Sociologist Alice Goffman Pilloried for Her Pioneering Research
High-Stakes Battle to Tell The Truth of Black Lives and Police Terror
by Raymond Lotta | Editor's Note added August 8, 2017, first published July 6, 2015 | Revolution Newspaper | revcom.us
Editor’s Note
In 2014, Alice Goffman, a sociologist at the University of Wisconsin, published On the Run: Fugitive Life in an American City. The book chronicles the life experiences of young Black men terrorized by the police and legal system. They are “on the run” from criminal charges stemming from unpaid fines and missed court appearances linked to petty offenses. This is valuable research that sheds important light on and powerfully indicts a little-known aspect of the New Jim Crow. But no sooner had the book been published than Goffman was subjected to vicious character assassination—for supposedly sloppy research, abetting gang activity, and having the “arrogance” to think that she as a white woman could substantively address conditions of Black people.
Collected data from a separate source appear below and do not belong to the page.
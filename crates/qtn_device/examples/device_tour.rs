//! QTN default.tensor device tour
//!
//! Builds devices from keyword maps, shows the validation program, and runs
//! a few scripts through a small product-state backend.
//!
//! NOTE: the backend here only tracks one Bloch vector per wire, so it
//! accepts single-qubit gates only. Real contraction lives outside this
//! crate behind the `Contractor` trait.

use anyhow::{Context, Result};
use qtn_device::prelude::*;
use serde_json::{json, Map, Value};
use std::collections::HashMap;
use std::sync::Arc;

/// Unentangled backend: one Bloch vector per wire
struct ProductStateContractor;

impl ProductStateContractor {
    fn bloch_vectors(request: &ContractionRequest<'_>) -> QtnResult<HashMap<WireLabel, [f64; 3]>> {
        let mut state: HashMap<WireLabel, [f64; 3]> = request
            .wires
            .iter()
            .map(|w| (w.clone(), [0.0, 0.0, 1.0]))
            .collect();

        for op in request.script.operations() {
            if op.base_name() == "Identity" {
                continue;
            }
            let wire = match op.wires().labels() {
                [w] => w,
                _ => {
                    return Err(QtnError::BackendError(format!(
                        "{} acts on more than one wire",
                        op.name()
                    )))
                }
            };
            let sign = if op.is_adjoint() { -1.0 } else { 1.0 };
            let theta = op.params().first().copied().unwrap_or(0.0) * sign;
            let [x, y, z] = state.get(wire).copied().unwrap_or([0.0, 0.0, 1.0]);
            let (s, c) = theta.sin_cos();

            let next = match op.base_name() {
                "RX" => [x, y * c - z * s, y * s + z * c],
                "RY" => [x * c + z * s, y, -x * s + z * c],
                "RZ" => [x * c - y * s, x * s + y * c, z],
                "Hadamard" => [z, -y, x],
                "PauliX" => [x, -y, -z],
                "PauliY" => [-x, y, -z],
                "PauliZ" => [-x, -y, z],
                other => {
                    return Err(QtnError::BackendError(format!(
                        "{} is not a product-state gate",
                        other
                    )))
                }
            };
            state.insert(wire.clone(), next);
        }

        Ok(state)
    }

    fn expval(state: &HashMap<WireLabel, [f64; 3]>, obs: &Observable) -> QtnResult<f64> {
        match obs {
            Observable::Named { name, wires } => {
                let bloch = wires
                    .iter()
                    .next()
                    .and_then(|w| state.get(w))
                    .copied()
                    .unwrap_or([0.0, 0.0, 1.0]);
                match name.as_str() {
                    "Identity" => Ok(1.0),
                    "PauliX" => Ok(bloch[0]),
                    "PauliY" => Ok(bloch[1]),
                    "PauliZ" => Ok(bloch[2]),
                    "Hadamard" => Ok((bloch[0] + bloch[2]) * std::f64::consts::FRAC_1_SQRT_2),
                    other => Err(QtnError::BackendError(format!("no rule for {}", other))),
                }
            }
            Observable::Sum { coeffs, terms, .. } => coeffs
                .iter()
                .zip(terms)
                .map(|(c, t)| Self::expval(state, t).map(|e| c * e))
                .sum(),
            Observable::Prod(terms) => terms.iter().map(|t| Self::expval(state, t)).product(),
            other => Err(QtnError::BackendError(format!("no rule for {}", other.name()))),
        }
    }
}

impl Contractor for ProductStateContractor {
    fn name(&self) -> &str {
        "product_state"
    }

    fn contract(&self, request: &ContractionRequest<'_>) -> QtnResult<Vec<f64>> {
        let state = Self::bloch_vectors(request)?;

        request
            .script
            .measurements()
            .iter()
            .map(|m| {
                let obs = m
                    .observable()
                    .ok_or_else(|| QtnError::BackendError("missing observable".into()))?;
                let mean = Self::expval(&state, obs)?;
                match m.kind() {
                    MeasurementKind::Expval => Ok(mean),
                    // Pauli-like observables square to the identity
                    MeasurementKind::Var => Ok(1.0 - mean * mean),
                    other => Err(QtnError::BackendError(format!("cannot evaluate {}", other))),
                }
            })
            .collect()
    }
}

fn kwargs(value: Value) -> Map<String, Value> {
    match value {
        Value::Object(map) => map,
        _ => Map::new(),
    }
}

fn main() -> Result<()> {
    println!("╔══════════════════════════════════════════════════════════════════════╗");
    println!("║                  QTN default.tensor Device Tour                      ║");
    println!("╚══════════════════════════════════════════════════════════════════════╝\n");

    // =========================================================================
    // 1. Construction
    // =========================================================================
    println!("═══════════════════════════════════════════════════════════════════════");
    println!("  1. Construction");
    println!("═══════════════════════════════════════════════════════════════════════\n");

    let mps = DefaultTensor::from_kwargs(&kwargs(json!({
        "wires": 3,
        "method": "mps",
        "max_bond_dim": 16,
        "c_dtype": "complex64",
    })))
    .context("building the MPS device")?;
    println!("  • {}  {}", mps, mps.config());

    let tn = DefaultTensor::from_kwargs(&kwargs(json!({
        "method": "tn",
        "cutoff": 1e-12,
    })))?;
    println!("  • {}  {}", tn, tn.config());
    for warning in tn.warnings() {
        println!("    ⚠ {}", warning);
    }

    for bad in [
        json!({ "fake_arg": 1 }),
        json!({ "method": "dmrg" }),
        json!({ "method": "mps", "contract": "auto-split-gate" }),
        json!({ "c_dtype": "float" }),
    ] {
        match DefaultTensor::from_kwargs(&kwargs(bad.clone())) {
            Ok(_) => println!("  ✗ unexpectedly accepted {}", bad),
            Err(e) => println!("  ✓ rejected {}: {}", bad, e),
        }
    }
    println!();

    // =========================================================================
    // 2. Preprocess
    // =========================================================================
    println!("═══════════════════════════════════════════════════════════════════════");
    println!("  2. Preprocess");
    println!("═══════════════════════════════════════════════════════════════════════\n");

    let (program, exec_config) = mps.preprocess();
    println!("  {}", program);
    println!("  device options: {}", serde_json::to_string(exec_config.device_options())?);
    println!("  use_device_gradient: {}\n", exec_config.use_device_gradient());

    // =========================================================================
    // 3. Execution
    // =========================================================================
    println!("═══════════════════════════════════════════════════════════════════════");
    println!("  3. Execution");
    println!("═══════════════════════════════════════════════════════════════════════\n");

    let backend: Arc<dyn Contractor> = Arc::new(ProductStateContractor);
    let mps = mps.with_contractor(backend.clone());
    let tn = tn.with_contractor(backend);

    let script = ScriptBuilder::new()
        .h(0)
        .ry(0.3, 1)
        .rx(1.2, 2)
        .expval(Observable::x(0))
        .expval(Observable::z(1))
        .var(Observable::z(2))
        .build();

    let result = mps.execute(&script)?;
    println!("  mps (complex64): {}", result);

    let result = tn.execute(&script)?;
    println!("  tn  (inferred wires {}): {}", tn.execution_wires(&script), result);

    let probs = ScriptBuilder::new().h(0).probs([0]).build();
    if let Err(e) = tn.execute(&probs) {
        println!("  ✓ probs rejected: {}", e);
    }

    let wide = ScriptBuilder::new().rx(0.1, 7).expval(Observable::z(7)).build();
    if let Err(e) = mps.execute(&wide) {
        println!("  ✓ wire 7 rejected: {}", e);
    }

    if let Err(e) = mps.compute_derivatives(&[script]) {
        println!("  ✓ {}", e);
    }
    println!();

    // =========================================================================
    // 4. Drawing
    // =========================================================================
    println!("═══════════════════════════════════════════════════════════════════════");
    println!("  4. Drawing");
    println!("═══════════════════════════════════════════════════════════════════════\n");

    print!("{}", mps.draw(&DrawOptions::new())?);

    Ok(())
}
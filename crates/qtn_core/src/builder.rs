//! Script builder for QTN
//!
//! Gantree: L1_Circuit → ScriptBuilder
//!
//! Fluent construction of quantum scripts.

use crate::measurement::Measurement;
use crate::observable::Observable;
use crate::operation::Operation;
use crate::script::QuantumScript;
use crate::types::{Angle, Wires};

/// Fluent script builder (consuming self pattern)
/// Gantree: ScriptBuilder // 빌더 패턴
#[derive(Debug, Default)]
pub struct ScriptBuilder {
    script: QuantumScript,
}

impl ScriptBuilder {
    /// Create a new builder
    pub fn new() -> Self {
        Self::default()
    }

    /// Create with a script name
    pub fn with_name(name: impl Into<String>) -> Self {
        Self {
            script: QuantumScript::default().with_name(name),
        }
    }

    // ========================================================================
    // Operations
    // ========================================================================

    /// Add any operation
    pub fn op(mut self, op: Operation) -> Self {
        self.script.add_operation(op);
        self
    }

    /// Add several operations
    pub fn ops(mut self, ops: impl IntoIterator<Item = Operation>) -> Self {
        for op in ops {
            self.script.add_operation(op);
        }
        self
    }

    /// Add Hadamard gate
    pub fn h(self, wire: impl Into<Wires>) -> Self {
        self.op(Operation::hadamard(wire))
    }

    /// Add Pauli-X gate
    pub fn x(self, wire: impl Into<Wires>) -> Self {
        self.op(Operation::x(wire))
    }

    /// Add Pauli-Z gate
    pub fn z(self, wire: impl Into<Wires>) -> Self {
        self.op(Operation::z(wire))
    }

    /// Add Rx rotation
    pub fn rx(self, theta: Angle, wire: impl Into<Wires>) -> Self {
        self.op(Operation::rx(theta, wire))
    }

    /// Add Ry rotation
    pub fn ry(self, theta: Angle, wire: impl Into<Wires>) -> Self {
        self.op(Operation::ry(theta, wire))
    }

    /// Add Rz rotation
    pub fn rz(self, theta: Angle, wire: impl Into<Wires>) -> Self {
        self.op(Operation::rz(theta, wire))
    }

    /// Add CNOT
    pub fn cnot(self, control: impl Into<Wires>, target: impl Into<Wires>) -> Self {
        self.op(Operation::cnot(control, target))
    }

    /// Add CZ
    pub fn cz(self, control: impl Into<Wires>, target: impl Into<Wires>) -> Self {
        self.op(Operation::cz(control, target))
    }

    /// Hadamard on every wire of the set
    pub fn h_layer(mut self, wires: &Wires) -> Self {
        for w in wires {
            self = self.h(w.clone());
        }
        self
    }

    /// CNOT ladder along the wire order
    pub fn cnot_chain(mut self, wires: &Wires) -> Self {
        let labels = wires.labels();
        for pair in labels.windows(2) {
            self = self.cnot(pair[0].clone(), pair[1].clone());
        }
        self
    }

    // ========================================================================
    // Measurements
    // ========================================================================

    /// Add any measurement
    pub fn measure(mut self, measurement: Measurement) -> Self {
        self.script.add_measurement(measurement);
        self
    }

    /// Expectation value
    pub fn expval(self, observable: Observable) -> Self {
        self.measure(Measurement::expval(observable))
    }

    /// Variance
    pub fn var(self, observable: Observable) -> Self {
        self.measure(Measurement::var(observable))
    }

    /// Probabilities on wires
    pub fn probs(self, wires: impl Into<Wires>) -> Self {
        self.measure(Measurement::probs_on(wires))
    }

    // ========================================================================
    // Build
    // ========================================================================

    /// Finish the script
    pub fn build(self) -> QuantumScript {
        self.script
    }
}

// ============================================================================
// Tests
// ============================================================================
Now there is another round of vicious attacks on Goffman. She was recently appointed a visiting professor at Pomona College in California. This was met by protests by some students, faculty, and others. The same baseless charges about the integrity of her research methods have been leveled—much of this in a letter from “anonymous” critics. And, once again, Goffman is being accused of “voyeurism” and “profiting” as a white woman from the lived experiences of Black people. This is toxic nonsense. Goffman’s work is marked by rigor and empathy. She has stood with the struggles against racist police murder and brutality. And at a time when the fascist Trump/Pence Regime is dead-set on “making America white again” and when progressive and radical professors are under mounting attack—it is unconscionable and borders on the insane to target someone like Alice Goffman.
In response to this new wave of attacks, we are reposting a review by Raymond Lotta of the book and the controversy surrounding it.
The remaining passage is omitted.